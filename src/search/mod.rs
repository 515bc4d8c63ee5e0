// Left to right scan, works on any order.
pub mod linear;

// Position estimate by linear interpolation, requires ascending input.
pub mod interpolation;
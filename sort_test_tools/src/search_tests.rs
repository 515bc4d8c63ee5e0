use crate::patterns;
use crate::tests::TEST_SIZES;
use crate::Search;

fn prepare<S: Search>(mut v: Vec<i32>) -> Vec<i32> {
    if S::requires_sorted() {
        v.sort_unstable();
    }

    v
}

fn check_hit<S: Search>(v: &[i32], key: i32) {
    match S::search(v, key) {
        Some(idx) => assert_eq!(
            v[idx],
            key,
            "{} returned index {} for key {}. Seed: {}",
            S::name(),
            idx,
            key,
            patterns::random_init_seed()
        ),
        None => panic!(
            "{} did not find present key {} in {} elements. Seed: {}",
            S::name(),
            key,
            v.len(),
            patterns::random_init_seed()
        ),
    }
}

fn check_miss<S: Search>(v: &[i32], key: i32) {
    let result = S::search(v, key);
    assert_eq!(
        result,
        None,
        "{} claimed absent key {} at {:?}. Seed: {}",
        S::name(),
        key,
        result,
        patterns::random_init_seed()
    );
}

// Probing every position is quadratic for linear search, sample the larger inputs instead.
fn probe_step(len: usize) -> usize {
    (len / 300).max(1)
}

// --- TESTS ---

pub fn empty<S: Search>() {
    check_miss::<S>(&[], 0);
    check_miss::<S>(&[], 42);
    check_miss::<S>(&[], i32::MIN);
}

pub fn single<S: Search>() {
    check_hit::<S>(&[7], 7);
    check_miss::<S>(&[7], 6);
    check_miss::<S>(&[7], 8);
}

pub fn present_keys<S: Search>() {
    for test_len in TEST_SIZES {
        let v = prepare::<S>(patterns::random_uniform(test_len, 0..10_000));

        for idx in (0..v.len()).step_by(probe_step(test_len)) {
            check_hit::<S>(&v, v[idx]);
        }
    }
}

pub fn present_keys_full_range<S: Search>() {
    for test_len in TEST_SIZES {
        let v = prepare::<S>(patterns::random(test_len));

        for idx in (0..v.len()).step_by(probe_step(test_len)) {
            check_hit::<S>(&v, v[idx]);
        }
    }
}

pub fn absent_keys<S: Search>() {
    for test_len in TEST_SIZES {
        // Only even values, so every odd key is guaranteed to be absent.
        let v = prepare::<S>(
            patterns::random_uniform(test_len, 0..5_000)
                .into_iter()
                .map(|val| val * 2)
                .collect(),
        );

        for idx in (0..v.len()).step_by(probe_step(test_len)) {
            check_miss::<S>(&v, v[idx] + 1);
        }

        check_miss::<S>(&v, -1);
        check_miss::<S>(&v, 10_001);
        check_miss::<S>(&v, i32::MIN);
        check_miss::<S>(&v, i32::MAX);
    }
}

pub fn duplicate_window<S: Search>() {
    let v = [1, 3, 3, 3, 9];

    let idx = S::search(&v, 3);
    assert!(matches!(idx, Some(1..=3)), "{} returned {:?}", S::name(), idx);

    check_hit::<S>(&v, 1);
    check_hit::<S>(&v, 9);
    check_miss::<S>(&v, 2);
    check_miss::<S>(&v, 4);
}

pub fn all_equal<S: Search>() {
    for test_len in TEST_SIZES {
        let v = patterns::all_equal(test_len);

        if test_len == 0 {
            check_miss::<S>(&v, 66);
        } else {
            check_hit::<S>(&v, 66);
        }

        check_miss::<S>(&v, 65);
        check_miss::<S>(&v, 67);
    }
}

pub fn narrow_duplicates<S: Search>() {
    for test_len in TEST_SIZES {
        let v = prepare::<S>(patterns::random_uniform(test_len, 0..4));

        for key in 0..4 {
            if v.contains(&key) {
                check_hit::<S>(&v, key);
            } else {
                check_miss::<S>(&v, key);
            }
        }
    }
}

pub fn ascending<S: Search>() {
    for test_len in TEST_SIZES {
        let v = patterns::ascending(test_len);

        for idx in (0..v.len()).step_by(probe_step(test_len)) {
            assert_eq!(S::search(&v, v[idx]), Some(idx), "{}", S::name());
        }

        check_miss::<S>(&v, test_len as i32);
    }
}

#[macro_export]
macro_rules! instantiate_search_test_inner {
    ($search_impl:ty, $test_fn_name:ident) => {
        #[test]
        fn $test_fn_name() {
            $crate::search_tests::$test_fn_name::<$search_impl>();
        }
    };
}

#[macro_export]
macro_rules! instantiate_search_tests {
    ($search_impl:ty) => {
        $crate::instantiate_search_test_inner!($search_impl, empty);
        $crate::instantiate_search_test_inner!($search_impl, single);
        $crate::instantiate_search_test_inner!($search_impl, present_keys);
        $crate::instantiate_search_test_inner!($search_impl, present_keys_full_range);
        $crate::instantiate_search_test_inner!($search_impl, absent_keys);
        $crate::instantiate_search_test_inner!($search_impl, duplicate_window);
        $crate::instantiate_search_test_inner!($search_impl, all_equal);
        $crate::instantiate_search_test_inner!($search_impl, narrow_duplicates);
        $crate::instantiate_search_test_inner!($search_impl, ascending);
    };
}
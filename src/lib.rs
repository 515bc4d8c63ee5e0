//! Textbook sorting and searching algorithms plus the harness that times them.

pub use sort_test_tools::{Search, Sort};

macro_rules! sort_impl {
    ($name:expr) => {
        pub struct SortImpl;

        impl sort_test_tools::Sort for SortImpl {
            fn name() -> String {
                $name.into()
            }

            #[inline]
            fn sort<T>(arr: &mut [T])
            where
                T: Ord,
            {
                sort(arr);
            }

            #[inline]
            fn sort_by<T, F>(arr: &mut [T], compare: F)
            where
                F: FnMut(&T, &T) -> std::cmp::Ordering,
            {
                sort_by(arr, compare);
            }
        }
    };
}

macro_rules! search_impl {
    ($name:expr, requires_sorted = $requires_sorted:expr) => {
        pub struct SearchImpl;

        impl sort_test_tools::Search for SearchImpl {
            fn name() -> String {
                $name.into()
            }

            fn requires_sorted() -> bool {
                $requires_sorted
            }

            #[inline]
            fn search(arr: &[i32], key: i32) -> Option<usize> {
                search(arr, &key)
            }
        }
    };
}

pub mod error;
pub mod harness;
pub mod measure;
pub mod patterns;
pub mod report;
pub mod search;
pub mod set_ops;
pub mod unstable;

pub use error::BenchError;
pub use harness::{run, BenchConfig, BenchReport};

> **Task to complete**
Some lines in the data above may hold the word "error". Say how many, with no other words.

> **Reply**
2